The paper has not been without controversy, with one scientist, John Fredrik Moxnes of the Norwegian military, seeking to have his name removed from it. Other members of the scientific community have dismissed the findings. The original version of the paper was not accepted for publication in a peer-reviewed journal. Academic journals had rejected it on the grounds that it was “unsuitable for publication”.
Sir Richard, however, suggested that this reception to the first paper may be due to its politically incorrect findings. The former spy chief revealed that the article had been rewritten several times. An earlier version, seen by the newspaper, said it was factually correct to call coronavirus the “Wuhan virus” (Wuhan having two labs studying bat coronaviruses). It had also said that they had proven “beyond reasonable doubt that the Covid-19 virus is engineered”.
“We are aware that these findings could have political significance and raise troubling questions,” the original paper had said.

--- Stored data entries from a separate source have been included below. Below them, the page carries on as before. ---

use criterion::{black_box, criterion_group, criterion_main, Criterion};
use cupid::aspects::{AspectCalculator, AspectMode};
use cupid::Body;
use std::collections::BTreeMap;

fn bench_matching_kinds(c: &mut Criterion) {
    let calculator = AspectCalculator::new();

    c.bench_function("matching_kinds", |b| {
        b.iter(|| calculator.matching_kinds(black_box(100.0), black_box(102.0)))
    });
}

fn bench_detect_aspects(c: &mut Criterion) {
    let positions: BTreeMap<Body, f64> = Body::ALL
        .iter()
        .enumerate()
        .map(|(i, body)| (*body, (i as f64) * 30.0))
        .collect();

    for (name, mode) in [
        ("detect_aspects_literal", AspectMode::Literal),
        ("detect_aspects_shortest_arc", AspectMode::ShortestArc),
    ] {
        let calculator = AspectCalculator::with_mode(mode);
        c.bench_function(name, |b| b.iter(|| calculator.detect_aspects(black_box(&positions))));
    }
}

criterion_group!(benches, bench_matching_kinds, bench_detect_aspects);
criterion_main!(benches);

After being rewritten to reduce explicit blame on China, the paper was eventually accepted for publication in the Quarterly Review of Biophysics Discovery.
“This [the first] article was submitted to a… journal, which refused it within a week of receiving it, and in the same period accepted for publication two or three Chinese articles that relate to the virus, within 48 hours,” Sir Richard told The Telegraph’s Planet Normal podcast published on Wednesday.
“So I mean, as this debate about the virus develops, I think all this material is going to be in print and is going to embarrass a number of people, I think. Let’s suggest that the Chinese maybe have too much say in their journals, in what appears and what doesn’t.”
China has maintained that it was not responsible for the outbreak. But reports in recent months have revealed that China had deliberately destroyed evidence about the origins of the virus and “disappeared” whistleblower scientists who spoke out about coronavirus.
The coronavirus pandemic coincides with growing tensions around Hong Kong as well as the rising concern of the security risks of engaging Huawei in building the UK’s 5G.
Mr Dearlove called on Prime Minister Boris Johnson to reverse his decision on Huawei, saying: “It’s important that we do not put any of our critical infrastructure in the hands of Chinese interests. So telecommunications, Huawei, nuclear power stations, and then things that, you know, we require and need in a crisis, like PPE.
“We have allowed China so much rope that we are now suffering the consequences, and it’s time to pull the rope in and to tighten the way we do business. It’s very, very important that we keep a keen eye on this and do not allow the Chinese to, as it were, benefit strategically from this situation that has been imposed on all of us.”